Julie Watson, The Associated Press
Churn
Streaming services have been nervously eyeing the churn rate of subscribers, and a new survey from Deloitte found that 36 percent of respondents had either “canceled” or “added and cancelled” a subscription to a paid streaming service in February. Not all services have the same problem. For Netflix, Disney+ and Hulu, the 2020 fourth quarter churn rates (2.5 percent, 4.3 percent, and 5.2 percent respectively) were rather low. Streaming services linked to premium cable were a notch higher, such as Starz (8.4 percent), Showtime (8.8 percent) and HBO Max (6.7 percent). NBC’s new streaming service, Peacock, was a bit of a revolving door, with a 9.5 percent churn rate, but the most imperiled of all was Apple TV+, which had a 15.6 percent rate of subscriber churn. Still, I’m convinced the plucky folks at Apple will find a way to keep the lights on.

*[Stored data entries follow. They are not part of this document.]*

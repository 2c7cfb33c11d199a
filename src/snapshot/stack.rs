//! Human-readable caller chains for invocation records.

use std::backtrace::Backtrace;
use std::sync::OnceLock;

use regex::Regex;

/// Crate paths that never belong to the watched program. Bare runtime
/// symbols (`rust_begin_unwind`, `__libc_start_main`) have no module and are
/// dropped by [`Frame::from_symbol`].
const RUNTIME_CRATES: &[&str] = &[
    "std::",
    "core::",
    "alloc::",
    "test::",
    "backtrace::",
    "slothwatch::",
];

#[derive(Debug, Clone, PartialEq, Eq)]
pub struct Frame {
    pub function: String,
    pub module: String,
}

impl Frame {
    pub fn new(function: impl Into<String>, module: impl Into<String>) -> Self {
        Self {
            function: function.into(),
            module: module.into(),
        }
    }

    /// Split a demangled symbol (`demo::calc::double`) into a frame.
    pub fn from_symbol(symbol: &str) -> Option<Self> {
        let split = last_top_level_separator(symbol)?;
        let module = &symbol[..split];
        let function = &symbol[split + 2..];
        if module.is_empty() || function.is_empty() {
            return None;
        }
        Some(Self::new(function, module))
    }

    pub fn render(&self) -> String {
        format!("{}@{}", self.function, self.module)
    }
}

/// Source of the active caller frames, outermost first.
pub trait StackProbe: Send + Sync {
    fn frames(&self) -> Vec<Frame>;
}

/// Walks the real call stack with `std::backtrace`.
///
/// Without debug symbols this yields nothing and the rendered stack is just
/// the target frame.
#[derive(Debug, Default, Clone, Copy)]
pub struct BacktraceProbe;

impl StackProbe for BacktraceProbe {
    fn frames(&self) -> Vec<Frame> {
        parse_backtrace(&Backtrace::force_capture().to_string())
    }
}

/// A probe that reports a fixed caller chain.
#[derive(Debug, Default, Clone)]
pub struct FixedProbe(pub Vec<Frame>);

impl StackProbe for FixedProbe {
    fn frames(&self) -> Vec<Frame> {
        self.0.clone()
    }
}

fn frame_line() -> &'static Regex {
    static RE: OnceLock<Regex> = OnceLock::new();
    RE.get_or_init(|| Regex::new(r"^\s*\d+:\s+(\S.*?)\s*$").expect("frame line regex"))
}

fn hash_suffix() -> &'static Regex {
    static RE: OnceLock<Regex> = OnceLock::new();
    RE.get_or_init(|| Regex::new(r"::h[0-9a-f]{16}$").expect("hash suffix regex"))
}

/// Parse `Backtrace` display output into program frames, outermost first.
pub fn parse_backtrace(text: &str) -> Vec<Frame> {
    let mut frames: Vec<Frame> = text
        .lines()
        .filter_map(|line| frame_line().captures(line))
        .filter_map(|caps| caps.get(1).map(|m| m.as_str().to_string()))
        .map(|symbol| hash_suffix().replace(&symbol, "").into_owned())
        .filter(|symbol| is_program_symbol(symbol))
        .filter_map(|symbol| Frame::from_symbol(&symbol))
        .collect();
    frames.reverse();
    frames
}

fn is_program_symbol(symbol: &str) -> bool {
    if let Some(rest) = symbol.strip_prefix('<') {
        // `<Self as Trait>::method`: judge by the implementing type.
        let self_ty = rest.split(" as ").next().unwrap_or(rest);
        if !self_ty.contains("::") {
            return false;
        }
        return !RUNTIME_CRATES.iter().any(|p| self_ty.starts_with(p));
    }
    !RUNTIME_CRATES.iter().any(|p| symbol.starts_with(p))
}

fn last_top_level_separator(symbol: &str) -> Option<usize> {
    let bytes = symbol.as_bytes();
    let mut depth = 0i32;
    let mut found = None;
    let mut i = 0;
    while i < bytes.len() {
        match bytes[i] {
            b'<' => depth += 1,
            b'>' => depth -= 1,
            b':' if depth == 0 && bytes.get(i + 1) == Some(&b':') => {
                found = Some(i);
                i += 1;
            }
            _ => {}
        }
        i += 1;
    }
    found
}

/// Render callers outermost first, with the target appended last.
pub fn render_call_stack(callers: &[Frame], target: &Frame) -> String {
    callers
        .iter()
        .chain(std::iter::once(target))
        .map(Frame::render)
        .collect::<Vec<_>>()
        .join(" -> ")
}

Erik Hayden, The Hollywood Reporter
AirPods
A new report has Apple slashing its planned production of AirPods by 25 percent to 20 percent this year, cutting down its intended production from a forecast of 110 million units down to somewhere between 75 million and 85 million. This is a classic problem of sustainability: the overpopulation of AirPods is mostly attributed to a lack of predators, thanks largely to the typical sources of population control of the herbivorous AirPods — gravity, falling out in the subway, getting lost in a bag somewhere, getting forgotten in a cab — being eliminated amid reduced travel, commuting and drunken carousing. Yes, only through preserving an ecosystem for the things that hunt AirPods, like couch cushions in coffee shops, the backseats of Ubers and careless people sitting down on things in bars, only through that habitat restoration can we bring balance back to this now vulnerable species.
Lauly Li and Cheng Ting-Fang, Nikkei Asia
Bioware
The Florida Keys Mosquito Control District and a company named Oxitec announced they will release 12,000 invasive Aedes aegypti mosquitoes each week for 12 weeks from six different locations on the Keys. The plan, which sounds like a Bond villain scheme while authorities insist it is definitely not, is a complicated biological counteroffensive against a bug responsible for spreading dengue, Zika and yellow fever. The mosquitos being released have been specially treated and are all male. When the genetically modified bugs mate with the wild local female mosquitoes, all the subsequent female offspring will be unable to reproduce, controlling the population of the worst pest on the planet. The Aedes aegypti in the Keys make up about 4 percent of the mosquito population, but are responsible for effectively all mosquito-borne disease.